Gao Liangliang, Lu Xinyu, Tan Aiping, Liufu Jiaying, Xu Yidan, Wei Lei
Jiangsu Province Key Laboratory of Anesthesiology, Xuzhou Medical University, Xuzhou, People's Republic of China.
The First Affiliated Hospital of Anhui Medical University, Hefei, People's Republic of China.
Drug Des Devel Ther. 2024 Dec 7;18:5773-5779. doi: 10.2147/DDDT.S495130. eCollection 2024.
Etomidate has been observed to precipitate myoclonus in patients undergoing induction of general anaesthesia. This study was designed to investigate the effect of pretreatment with a small dose of esketamine on the incidence of myoclonus induced by etomidate.

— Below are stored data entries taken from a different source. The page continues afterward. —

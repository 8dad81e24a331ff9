use alz_risk_api::run;

#[tokio::main]
async fn main() {
    if let Err(err) = run().await {
        eprintln!("application error: {err}");
        std::process::exit(1);
    }
}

One hundred adult patients, who were scheduled to undergo selective operations with general anesthesia, were randomly divided into two groups, with one group receiving esketamine (Group E) and the other receiving normal saline (Group C). The group receiving esketamine (Group E) was administered an injection of 0.15 mg/kg of esketamine, while the control group (Group C) was given an equivalent volume of normal saline two minutes before the administration of 0.3 mg/kg of etomidate. The primary objective was to determine the incidence of etomidate-induced myoclonus. Secondary endpoints included the severity of etomidate-induced myoclonus and changes in haemodynamic variables at various time intervals. Additionally, the incidence of adverse effects such as dizziness, bradycardia, hypotension and hallucination were recorded from the administration of esketamine or normal saline to the injection of etomidate.

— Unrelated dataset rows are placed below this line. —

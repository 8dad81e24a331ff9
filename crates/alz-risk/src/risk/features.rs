use std::sync::Arc;

use serde::{Deserialize, Serialize};

use super::coercion::TypedFeatureRecord;
use super::error::{PipelineError, SchemaMismatchError};
use super::normalize::StandardScaler;
use super::schema::{
    vector_columns, FieldSpec, CARDIOMETABOLIC_INDEX, HEALTH_SCORE, INPUT_SCHEMA,
    TOTAL_HEALTH_SCORE,
};
use super::weights::{WeightMapping, WeightStore};

/// How composite scoring treats weight entries whose column is not in the vector.
#[derive(Debug, Clone, Copy, Default, PartialEq, Eq, Serialize, Deserialize)]
#[serde(rename_all = "snake_case")]
pub enum WeightColumnPolicy {
    /// Drop the entry; the score is computed from the known columns only.
    #[default]
    Skip,
    /// Fail with a schema mismatch naming the unknown columns.
    Reject,
}

/// Composite scores as computed from the unscaled inputs.
#[derive(Debug, Clone, Copy, Default, PartialEq, Serialize)]
pub struct CompositeScores {
    pub health_score: f64,
    pub cardiometabolic_index: f64,
    pub total_health_score: f64,
}

/// A single model-ready row.
#[derive(Debug, Clone, PartialEq, Serialize)]
pub struct FeatureVector {
    columns: Vec<&'static str>,
    values: Vec<f64>,
    composites: CompositeScores,
    normalized: bool,
}

impl FeatureVector {
    pub fn from_parts(
        columns: Vec<&'static str>,
        values: Vec<f64>,
        composites: CompositeScores,
    ) -> Self {
        debug_assert_eq!(columns.len(), values.len());
        Self {
            columns,
            values,
            composites,
            normalized: false,
        }
    }

    pub fn columns(&self) -> &[&'static str] {
        &self.columns
    }

    pub fn values(&self) -> &[f64] {
        &self.values
    }

    pub fn len(&self) -> usize {
        self.values.len()
    }

    pub fn is_empty(&self) -> bool {
        self.values.is_empty()
    }

    pub fn get(&self, column: &str) -> Option<f64> {
        self.position(column).map(|index| self.values[index])
    }

    pub fn composites(&self) -> CompositeScores {
        self.composites
    }

    pub fn is_normalized(&self) -> bool {
        self.normalized
    }

    pub(crate) fn value_mut(&mut self, column: &str) -> Option<&mut f64> {
        let index = self.position(column)?;
        self.values.get_mut(index)
    }

    pub(crate) fn mark_normalized(&mut self) {
        self.normalized = true;
    }

    fn position(&self, column: &str) -> Option<usize> {
        self.columns.iter().position(|name| *name == column)
    }
}

/// Sum of `value(column) * weight` over the mapping, in mapping order.
///
/// Entries naming a column outside `columns` are skipped or rejected per `policy`.
pub fn composite_score(
    columns: &[&str],
    values: &[f64],
    weights: &WeightMapping,
    policy: WeightColumnPolicy,
) -> Result<f64, SchemaMismatchError> {
    if policy == WeightColumnPolicy::Reject {
        let unknown = weights.unknown_columns(columns);
        if !unknown.is_empty() {
            return Err(SchemaMismatchError {
                missing: Vec::new(),
                unexpected: unknown,
            });
        }
    }

    Ok(weights
        .iter()
        .filter_map(|(column, weight)| {
            columns
                .iter()
                .position(|name| *name == column)
                .map(|index| values[index] * weight)
        })
        .fold(0.0, |total, term| total + term))
}

/// Arranges typed inputs into the classifier layout and appends the composites.
#[derive(Debug, Clone)]
pub struct FeatureVectorBuilder {
    schema: &'static [FieldSpec],
    policy: WeightColumnPolicy,
    scaler: Option<Arc<StandardScaler>>,
}

impl Default for FeatureVectorBuilder {
    fn default() -> Self {
        Self::new(WeightColumnPolicy::Skip, None)
    }
}

impl FeatureVectorBuilder {
    pub fn new(policy: WeightColumnPolicy, scaler: Option<Arc<StandardScaler>>) -> Self {
        Self {
            schema: &INPUT_SCHEMA,
            policy,
            scaler,
        }
    }

    pub fn policy(&self) -> WeightColumnPolicy {
        self.policy
    }

    pub fn scaler(&self) -> Option<&StandardScaler> {
        self.scaler.as_deref()
    }

    /// Column layout produced by [`build`](Self::build).
    pub fn columns(&self) -> Vec<&'static str> {
        vector_columns()
    }

    pub fn build(
        &self,
        record: &TypedFeatureRecord,
        weights: &WeightStore,
    ) -> Result<FeatureVector, PipelineError> {
        let missing: Vec<String> = self
            .schema
            .iter()
            .filter(|field| record.get(field.name).is_none())
            .map(|field| field.name.to_string())
            .collect();
        if !missing.is_empty() {
            return Err(SchemaMismatchError {
                missing,
                unexpected: Vec::new(),
            }
            .into());
        }

        let mut columns: Vec<&'static str> = Vec::with_capacity(self.schema.len() + 3);
        let mut values = Vec::with_capacity(self.schema.len() + 3);
        for field in self.schema {
            columns.push(field.name);
            values.push(record.get(field.name).map_or(0.0, |value| value.as_f64()));
        }

        let health_score = composite_score(&columns, &values, &weights.health, self.policy)?;
        let cardiometabolic_index =
            composite_score(&columns, &values, &weights.cardiometabolic, self.policy)?;
        let composites = CompositeScores {
            health_score,
            cardiometabolic_index,
            total_health_score: health_score + cardiometabolic_index,
        };

        columns.extend([HEALTH_SCORE, CARDIOMETABOLIC_INDEX, TOTAL_HEALTH_SCORE]);
        values.extend([
            composites.health_score,
            composites.cardiometabolic_index,
            composites.total_health_score,
        ]);

        let mut vector = FeatureVector::from_parts(columns, values, composites);
        if let Some(scaler) = &self.scaler {
            scaler.transform(&mut vector)?;
        }
        Ok(vector)
    }
}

The incidence of myoclonus was significantly lower in Group E (20%) than in Group C (62%). Compared with the control group, the esketamine group also experienced a reduction in the moderate and severe of myoclonus. However, there was no statistically significant difference between the two groups for mild etomidate-induced myoclonus. The haemodynamic data (mean arterial pressure and heart rate) showed no statistically significant differences between two groups at the three time points. The incidence of dizziness, bradycardia, hypotension and hallucination was similar in both groups.

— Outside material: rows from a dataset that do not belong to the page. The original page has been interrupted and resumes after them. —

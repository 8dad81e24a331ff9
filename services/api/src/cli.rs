use crate::commands::{run_predict, run_score, PredictArgs, ScoreArgs};
use crate::server;
use alz_risk::error::AppError;
use clap::{Args, Parser, Subcommand};

#[derive(Parser, Debug)]
#[command(
    name = "Alzheimer's Risk Service",
    about = "Serve and run Alzheimer's risk predictions from the command line",
    version
)]
struct Cli {
    #[command(subcommand)]
    command: Option<Command>,
}

#[derive(Subcommand, Debug)]
enum Command {
    /// Start the HTTP service (default command)
    Serve(ServeArgs),
    /// Assess a single JSON record of measurements
    Predict(PredictArgs),
    /// Score every row of a CSV file of measurements
    Score(ScoreArgs),
}

#[derive(Args, Debug, Default)]
pub(crate) struct ServeArgs {
    /// Override the configured host for the HTTP server
    #[arg(long)]
    pub(crate) host: Option<String>,
    /// Override the configured port for the HTTP server
    #[arg(long)]
    pub(crate) port: Option<u16>,
}

pub(crate) async fn run() -> Result<(), AppError> {
    let cli = Cli::parse();
    let command = cli
        .command
        .unwrap_or_else(|| Command::Serve(ServeArgs::default()));

    match command {
        Command::Serve(args) => server::run(args).await,
        Command::Predict(args) => run_predict(args),
        Command::Score(args) => run_score(args),
    }
}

Pretreatment with 0.15 mg/kg esketamine prior to anaesthesia induction with etomidate was observed to markedly reduce the incidence and severity of myoclonus, while having no effect on mild etomidate-induced myoclonus and maintaining a stable haemodynamic status.
已观察到依托咪酯可使接受全身麻醉诱导的患者发生肌阵挛。本研究旨在探讨小剂量艾司氯胺酮预处理对依托咪酯诱导的肌阵挛发生率的影响。
100例计划接受全身麻醉下择期手术的成年患者被随机分为两组,一组接受艾司氯胺酮(E组),另一组接受生理盐水(C组)。接受艾司氯胺酮的组(E组)注射0.15mg/kg艾司氯胺酮,而对照组(C组)在注射0.3mg/kg依托咪酯前两分钟给予等量生理盐水。主要目的是确定依托咪酯诱导的肌阵挛的发生率。次要终点包括依托咪酯诱导的肌阵挛的严重程度以及不同时间间隔的血流动力学变量变化。此外,记录从注射艾司氯胺酮或生理盐水至注射依托咪酯期间头晕、心动过缓、低血压和幻觉等不良反应的发生率。
E组肌阵挛发生率(20%)显著低于C组(62%)。与对照组相比,艾司氯胺酮组中度和重度肌阵挛也有所减少。然而,两组在轻度依托咪酯诱导的肌阵挛方面无统计学显著差异。血流动力学数据(平均动脉压和心率)在三个时间点两组间无统计学显著差异。两组头晕、心动过缓、低血压和幻觉的发生率相似。
在依托咪酯麻醉诱导前用0.15mg/kg艾司氯胺酮预处理可显著降低肌阵挛的发生率和严重程度,而对轻度依托咪酯诱导的肌阵挛无影响,并维持血流动力学状态稳定。